Friday, 2 June 2017

The Great Outdoors Challenge: Lochailort to Arbroath (Part 1)

View of Loch Beoraid - there is no trail along the loch, despite what is shown on the map

This was my third T.G.O. challenge. As described previously, this is a self-supported walk from the west coast of Scotland to the east. The only real rule is you have to walk, although you can take ferries across lochs if need be.

Arrival.

I was at work for most of the day, and then took the train to Lochailort. On the train I met friendly fellow challengers, and we chatted about routes and, invariably, compared pack weights. We arrived in Lochailort at 11 p.m.. My colleagues were staying at the Inn, but it was full, so I'd planned to wild-camp near the river. I headed down a small road to the river, and found a spot behind a small mound of earth. It was a functional site, given that it was dark, and I was soon in my sleeping bag. A car drove by later, and the headlights illuminated the tent briefly, but, if visible, I was barely so, and it was quiet for the rest of the night. A slight breeze came up, but I was warm and comfortable.

Day 1.

I made some coffee, and then packed up. At the Lochailort Inn, I puttered around a bit until the restaurant opened, and then grabbed a cup of coffee. I signed in for the Challenge (the Inn was one of the official check-in points), and then was on my way.

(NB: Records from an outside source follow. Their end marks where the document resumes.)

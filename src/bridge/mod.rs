//! Method-channel surface: call and result types plus the dispatcher.

mod dispatcher;
mod method_call;
mod result;

pub use dispatcher::{SmsChannel, METHOD_SEND_SMS};
pub use method_call::MethodCall;
pub use result::{CallResult, ErrorCode};

/// Returns the bridge module name for smoke checks.
pub fn module_name() -> &'static str {
    "bridge"
}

I walked along the road for a bit, and then ascended to Loch Beoraid. A word of advice for future Challengers: the trail shown on the map along the loch does not exist! Luckily, it had been dry recently, and the bogs underfoot were springy. I made my way along the loch, meet a fit fellow Challenger by the name of Mike. We walked together for a bit, and then he went on to do a Munro. Smoke was visible on the hill, from a fire started by the steam train. I ascended through a steep pass, and then descended to a welcome bothy at Cornhully.


I was tired, and hadn't known about this bothy, but there was only one other person there - a friendly Cape Wrath walker by the name of Roger (or Richard) - so I unrolled my sleeping bag for the night.

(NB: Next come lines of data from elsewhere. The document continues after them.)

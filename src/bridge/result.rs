use serde::Serialize;
use serde_json::Value;
use std::fmt;

/// Error kinds on the method-channel wire. Spellings are part of the
/// contract with callers.
#[derive(Debug, Clone, Copy, PartialEq, Eq, Serialize)]
pub enum ErrorCode {
    #[serde(rename = "INVALID_ARGUMENTS")]
    InvalidArguments,
    #[serde(rename = "PERMISSION_DENIED")]
    PermissionDenied,
    #[serde(rename = "SMS_ERROR")]
    SmsError,
}

impl ErrorCode {
    pub fn as_str(&self) -> &'static str {
        match self {
            ErrorCode::InvalidArguments => "INVALID_ARGUMENTS",
            ErrorCode::PermissionDenied => "PERMISSION_DENIED",
            ErrorCode::SmsError => "SMS_ERROR",
        }
    }
}

impl fmt::Display for ErrorCode {
    fn fmt(&self, f: &mut fmt::Formatter<'_>) -> fmt::Result {
        f.write_str(self.as_str())
    }
}

/// Terminal outcome of one method-channel call.
///
/// `NotImplemented` is distinct from an error: it tells the caller the
/// operation name itself is not recognized.
#[derive(Debug, Clone, PartialEq, Serialize)]
#[serde(tag = "status", rename_all = "camelCase")]
pub enum CallResult {
    Success {
        message: String,
    },
    Error {
        code: ErrorCode,
        message: String,
        /// Reserved slot on the wire; currently always null.
        details: Option<Value>,
    },
    NotImplemented,
}

impl CallResult {
    pub fn success(message: impl Into<String>) -> Self {
        CallResult::Success {
            message: message.into(),
        }
    }

    pub fn error(code: ErrorCode, message: impl Into<String>) -> Self {
        CallResult::Error {
            code,
            message: message.into(),
            details: None,
        }
    }
}

#[cfg(test)]
mod tests {
    use super::*;
    use serde_json::json;

    #[test]
    fn error_codes_keep_their_wire_spellings() {
        assert_eq!(ErrorCode::InvalidArguments.as_str(), "INVALID_ARGUMENTS");
        assert_eq!(ErrorCode::PermissionDenied.as_str(), "PERMISSION_DENIED");
        assert_eq!(ErrorCode::SmsError.as_str(), "SMS_ERROR");
    }

    #[test]
    fn success_serializes_with_status_tag() {
        let value = serde_json::to_value(CallResult::success("SMS sent successfully"))
            .expect("result should serialize");

        assert_eq!(
            value,
            json!({"status": "success", "message": "SMS sent successfully"})
        );
    }

    #[test]
    fn error_serializes_code_and_null_details() {
        let value = serde_json::to_value(CallResult::error(
            ErrorCode::PermissionDenied,
            "SMS permission not granted",
        ))
        .expect("result should serialize");

        assert_eq!(
            value,
            json!({
                "status": "error",
                "code": "PERMISSION_DENIED",
                "message": "SMS permission not granted",
                "details": null
            })
        );
    }

    #[test]
    fn not_implemented_serializes_as_a_bare_status() {
        let value =
            serde_json::to_value(CallResult::NotImplemented).expect("result should serialize");

        assert_eq!(value, json!({"status": "notImplemented"}));
    }
}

Unfortunately, I think I had an out-of-date dehydrated meal for dinner (or something else?), and was quite unwell that night.

Day 2.

I packed up, and debated staying put for the day. The planned route would take me up a steep climb, into the next valley, and then up another climb. I was dehydrated, and did not have the strength or the will for this. Having chatted with Mike the day before, I was aware that I could take the ferry to Ft. William, if I could make it to the jetty opposite by 4:30 p.m. In Ft. William I could get something for my stomach and recuperate. I thus opted for a low-level route.

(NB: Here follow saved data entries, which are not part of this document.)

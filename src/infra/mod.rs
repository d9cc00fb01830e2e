//! Infrastructure layer: adapters for config, storage, and logging.

pub mod config;
pub mod contracts;
pub mod error;
pub mod logging;
pub mod secrets;
pub mod storage_layout;
#[cfg(test)]
pub mod stubs;

/// Returns the infra module name for smoke checks.
pub fn module_name() -> &'static str {
    "infra"
}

My route took me through Glen Finnan which, despite my physical condition, was enjoyable. I passed under the Glenfinnan viaduct.

I walked along the main road to Ft. William, and chatted with another friendly challenger from Scotland. We parted ways at the A road along the south side of the loch, and I took this another 9 miles or so to the jetty. Rain had threatened all day, and materialized as I reached the small shelter near the jetty. I settled in for a two hour wait, and cooked some ramen-type noodles. The warm, salty broth was welcome.

I messed around with my phone a bit, trying to download a book. The decision not to bring one, on weight grounds, was a mistake. After an hour, Mike, who I'd met the first day, arrived. He'd taken a more ambitious route, and was now headed for Ft. William as well.

Once across, I stopped at the pharmacy for some medicine, and at a charity shop, where I picked up a John Grisham novel for £1.50. I resupplied at Morrison's grocery store, and had a very welcome sports drink.

I settled in at the Backpackers Hostel, managed a fish supper, and chatted with the varied travellers I met there.

Day 3.

The night in the hostel had a slight twist. Each dorm room had 8-10 bunks, and a door that locked when you shut it. At around 2 a.m., I rose for a trip to the loo, but forgot that my key was in the trousers I'd left in the room. My dorm room was locked. I tapped quietly at the door, but everyone was asleep. It was my own fault.

I realised that the guy on the bunk above me was still out at the pub, and should be back soon. I gathered a blanket and pillow from the common living room, and laid down outside our dorm room. At 3 a.m., his friend arrived, but he had forgotten his key as well. A bit later, the other guy came in, a bit worse for wear, but with his key. So, I was reunited with my bunk.

From a walking perspective, this was the best day of the trip. The walk up Glen Nevis was the best I'd yet experienced in the U.K. I arrived at a Yosemite-like valley, in perfect conditions. One of the side benefits of doing the Challenge is finding places you know you will come back to, and this was one.

I pushed on above the Glen, with the vague goal of reaching a bothy and meeting other Challengers. However, as the afternoon slipped by and my fatigue grew, I opted to wild-camp.

I set up my tent, sponged off with water from a nice burn, and cooked dinner. As I did so the clouds above the hills turned as black as I'd ever seen. As the first drops of rain started, I retreated into the tent. A squall struck, and it emerged that my tent was not quite as well staked out as I'd imagined.

I set up camp before the storm hit, just.